For user-data, usually Noweb is much more convenient.
.Rnw -Sweave-> -> .tex -pdflatex-> pdf is certainly the most usual way with such files.
However, you can use it e.g. with Openoffice (if that is installed) or use it with plain ASCII files instead of TeX.
Have a look at package knitr which may be easier with pure-ASCII files. (I'm not an expert, just switching over from Sweave)
If html is an option, both Sweave and knitr can work with that.
I don't know how to get the pdf of individual data sets but you can build the pdf of the entire datasets package from the LaTeX version using:
path <- find.package('datasets')
system(paste(shQuote(file.path(R.home("bin"), "R")),"CMD",
"Rd2pdf",shQuote(path)))
I'm not sure on this but it only makes sense you'd have to have some sort of LaTeX program like MikTex. Also I'm not sure how this will work on different OS as mine is windows and this works for me.
PS this is only a partial answer to your question as you want to do this for your data, but if nothing else it may get the ball rolling.
The help page that is displayed when entering ?mtcars is generated from an .Rd file, which is a LaTeX-like file that is used for all of R's help pages. Although .Rd files are LaTeX-like, you don't actually need to know LaTeX to read or write them. The actual mtcars.Rd file is available here: http://commondatastorage.googleapis.com/jthetzel-public/mtcars.Rd , which can be viewed with any text editor.

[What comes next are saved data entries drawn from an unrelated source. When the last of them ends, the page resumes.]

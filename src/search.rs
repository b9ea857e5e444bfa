// Minimax search over alternating self/opponent plies
//
// Plain depth-first recursion: no pruning, no transposition table. Every
// child is produced by `apply_move` on a fresh copy of its parent.

use log::{debug, trace};

use crate::config::Config;
use crate::eval::evaluate;
use crate::safety::safe_moves;
use crate::simulate::apply_move;
use crate::state::{Role, SearchState};
use crate::types::Direction;

/// Value of a search node and the move that achieves it.
/// Leaves (depth cutoff or terminal) carry no move.
#[derive(Debug, Clone, Copy, PartialEq, Eq)]
pub struct SearchResult {
    pub value: i64,
    pub best_move: Option<Direction>,
}

impl SearchResult {
    fn leaf(value: i64) -> Self {
        SearchResult {
            value,
            best_move: None,
        }
    }
}

/// Node counters collected during one search
#[derive(Debug, Clone, Copy, Default, PartialEq, Eq)]
pub struct SearchStats {
    pub nodes: u64,
    /// Nodes scored by the heuristic at the depth cutoff
    pub leaves: u64,
    /// Nodes where the mover had no safe move
    pub terminals: u64,
    /// Value of each root move, indexed by `Direction::index`; `None` if unsafe
    pub root_values: [Option<i64>; 4],
}

impl SearchStats {
    pub fn root_value(&self, dir: Direction) -> Option<i64> {
        self.root_values[dir.index()]
    }
}

/// Runs minimax from the root with our snake to move
pub fn search(state: &SearchState, depth: u8, config: &Config) -> (SearchResult, SearchStats) {
    let mut stats = SearchStats::default();
    let result = minimax_node(state, depth, Role::Maximizer, config, &mut stats, true);

    debug!(
        "Search depth {} -> {:?} (value: {}, nodes: {}, leaves: {}, terminals: {})",
        depth,
        result.best_move.map(|d| d.as_str()),
        result.value,
        stats.nodes,
        stats.leaves,
        stats.terminals
    );

    (result, stats)
}

/// Recursive minimax.
///
/// The maximizer keeps the highest child value, the minimizer the lowest.
/// Ties keep the earlier move, so enumeration order (up, down, left, right)
/// breaks them.
pub fn minimax(
    state: &SearchState,
    depth: u8,
    role: Role,
    config: &Config,
    stats: &mut SearchStats,
) -> SearchResult {
    minimax_node(state, depth, role, config, stats, false)
}

fn minimax_node(
    state: &SearchState,
    depth: u8,
    role: Role,
    config: &Config,
    stats: &mut SearchStats,
    is_root: bool,
) -> SearchResult {
    stats.nodes += 1;

    if depth == 0 {
        stats.leaves += 1;
        return SearchResult::leaf(evaluate(state, &config.heuristic));
    }

    let moves = safe_moves(&state.board, state.snake(role), &config.game_rules);
    if moves.is_empty() {
        stats.terminals += 1;
        let value = match role {
            Role::Maximizer => config.search.terminal_loss_score,
            Role::Minimizer => config.search.terminal_win_score,
        };
        trace!("{}{:?} has no safe moves: {}", indent(depth), role, value);
        return SearchResult::leaf(value);
    }

    trace!("{}{:?} safe moves: {:?}", indent(depth), role, moves);

    let mut best = SearchResult::leaf(match role {
        Role::Maximizer => i64::MIN,
        Role::Minimizer => i64::MAX,
    });

    for dir in moves {
        let child = apply_move(state, role, dir, &config.game_rules);
        let value = minimax_node(&child, depth - 1, role.opposite(), config, stats, false).value;

        if is_root {
            debug!("Root move {} -> {}", dir.as_str(), value);
            stats.root_values[dir.index()] = Some(value);
        }

        let improves = match role {
            Role::Maximizer => value > best.value,
            Role::Minimizer => value < best.value,
        };
        if improves {
            best = SearchResult {
                value,
                best_move: Some(dir),
            };
        }
    }

    trace!(
        "{}{:?} picks {:?} with value {}",
        indent(depth),
        role,
        best.best_move,
        best.value
    );

    best
}

fn indent(depth: u8) -> String {
    "  ".repeat(depth as usize)
}

#[cfg(test)]
mod tests {
    use super::*;
    use crate::types::{Battlesnake, Board, Coord};

    fn snake(id: &str, health: i32, body: &[(i32, i32)]) -> Battlesnake {
        let body: Vec<Coord> = body.iter().map(|&(x, y)| Coord::new(x, y)).collect();
        Battlesnake {
            id: id.to_string(),
            name: id.to_string(),
            health,
            head: body[0],
            length: body.len() as i32,
            body,
            latency: "0".to_string(),
            shout: None,
        }
    }

    fn state(width: i32, height: i32, food: Vec<Coord>, me: Battlesnake, op: Battlesnake) -> SearchState {
        let board = Board {
            width,
            height,
            food,
            snakes: vec![me, op],
            hazards: vec![],
        };
        SearchState::from_board(0, &board, "me").unwrap()
    }

    #[test]
    fn test_depth_zero_is_heuristic_leaf() {
        let config = Config::default_hardcoded();
        let s = state(5, 5, vec![Coord::new(2, 4)], snake("me", 90, &[(2, 2)]), snake("op", 90, &[(0, 0)]));
        let mut stats = SearchStats::default();
        let result = minimax(&s, 0, Role::Maximizer, &config, &mut stats);
        assert_eq!(result.best_move, None);
        assert_eq!(result.value, evaluate(&s, &config.heuristic));
        assert_eq!(stats.leaves, 1);
    }

    #[test]
    fn test_equal_values_prefer_up() {
        let config = Config::default_hardcoded();
        // Every move leaves health, length, safety and food term identical
        let s = state(5, 5, vec![], snake("me", 90, &[(2, 2)]), snake("op", 90, &[(0, 0)]));
        let (result, _) = search(&s, 1, &config);
        assert_eq!(result.best_move, Some(Direction::Up));
    }

    #[test]
    fn test_trapped_self_scores_loss() {
        let config = Config::default_hardcoded();
        let s = state(5, 5, vec![], snake("me", 1, &[(2, 2)]), snake("op", 90, &[(0, 0)]));
        let (result, stats) = search(&s, 3, &config);
        assert_eq!(result.best_move, None);
        assert_eq!(result.value, config.search.terminal_loss_score);
        assert_eq!(stats.terminals, 1);
    }

    #[test]
    fn test_trapped_opponent_scores_win() {
        let config = Config::default_hardcoded();
        // Opponent on its last point of health with no food anywhere
        let s = state(5, 5, vec![], snake("me", 90, &[(2, 2)]), snake("op", 1, &[(0, 0)]));
        let mut stats = SearchStats::default();
        let result = minimax(&s, 3, Role::Minimizer, &config, &mut stats);
        assert_eq!(result.value, config.search.terminal_win_score);
        assert_eq!(result.best_move, None);
    }

    #[test]
    fn test_full_tree_size_on_open_board() {
        let config = Config::default_hardcoded();
        let s = state(11, 11, vec![Coord::new(5, 9)], snake("me", 90, &[(5, 5)]), snake("op", 90, &[(0, 10)]));
        let (_, stats) = search(&s, 2, &config);
        // root + 4 self moves + 4 * 2 opponent moves from the corner
        assert_eq!(stats.nodes, 1 + 4 + 8);
        assert_eq!(stats.leaves, 8);
    }

    #[test]
    fn test_root_move_values_are_recorded() {
        let config = Config::default_hardcoded();
        // Left wall rules out left; the rest score identically at depth 1
        let s = state(11, 11, vec![], snake("me", 90, &[(0, 5)]), snake("op", 90, &[(10, 10)]));
        let (result, stats) = search(&s, 1, &config);

        let expected = 4 * 89 + 1 - 2 * 9999;
        assert_eq!(stats.root_value(Direction::Up), Some(expected));
        assert_eq!(stats.root_value(Direction::Down), Some(expected));
        assert_eq!(stats.root_value(Direction::Left), None);
        assert_eq!(stats.root_value(Direction::Right), Some(expected));
        assert_eq!(result.value, expected);
    }

    #[test]
    fn test_inner_minimax_calls_leave_root_values_empty() {
        let config = Config::default_hardcoded();
        let s = state(5, 5, vec![], snake("me", 90, &[(2, 2)]), snake("op", 90, &[(0, 0)]));
        let mut stats = SearchStats::default();
        minimax(&s, 2, Role::Maximizer, &config, &mut stats);
        assert_eq!(stats.root_values, [None; 4]);
    }
}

.Rd files included in the ./man directory of a package are converted to .html files when installing the package. They are converted by functions in the "tools" package.. If you would like functionality like ?mtcars for your datasets, you would need to create a package for them. That might sound complicated if you have never created a package before, but it is easy enough to learn and will make you a better R programmer. There are a number of examples of dataset-only packages on CRAN, for example msProstate: http://cran.r-project.org/web/packages/msProstate/index.html . Consider downloading the package source to see how it is organized.
For more information on creating your own packages, writing .Rd files, and building packages:
http://cran.r-project.org/doc/manuals/R-exts.html, especially "1.1.5 Data in packages".
Edit
And if you want to convert the .Rd file in your package to a .pdf, you can do so when building your package, but you will need a LaTeX compiler. If you are on Windows, see here: http://cran.r-project.org/bin/windows/Rtools/ .
You can't create a PDF with just R; you need to use other software that creates PDFs.
You could use a combination of utils::promptData, tools::Rd2HTML, and a simple custom function to open the created HTML file in the users' browser.
It would probably be easier to just make a package containing your data sets. Look at the "datasets" package for an example.
It looks like that if you want to generate a pdf, an external tool like LaTeX is always needed. I would recommend using a simple ASCII text format to generate such a file. In principle the .Rd files are also ASCII text, but I do not find them particularly readable.
Instead, I would recommend using a plain text ASCII format such as Markdown (which is e.g. used on StackOverflow) to write the text file. Such a file is already much more readable than an .Rd formatted file, and as a bonus it can quite easily be processed into a PDF should you choose to do so later on. The knitr package I think is capable of generating PDF files from Markdown sources. In addition, knitr allows you to mix in R code in the Markdown text. This code can be evaluated and the results (even figures) added to the resulting PDF.
In practice you can use sprintf to generate character vectors that you can pipe to a file in order to dynamically generate the markdown text. Just write the template one time, and mark the places for the text you want to add later like this:
base_text = "
First header
============
This document was generated on %s, by %s.
"
text_forfile = sprintf(text, some_date, some_name)
Just dump the text in text_forfile to a .md file and your done, no external tools needed. See this post on SO for how dump text to a file.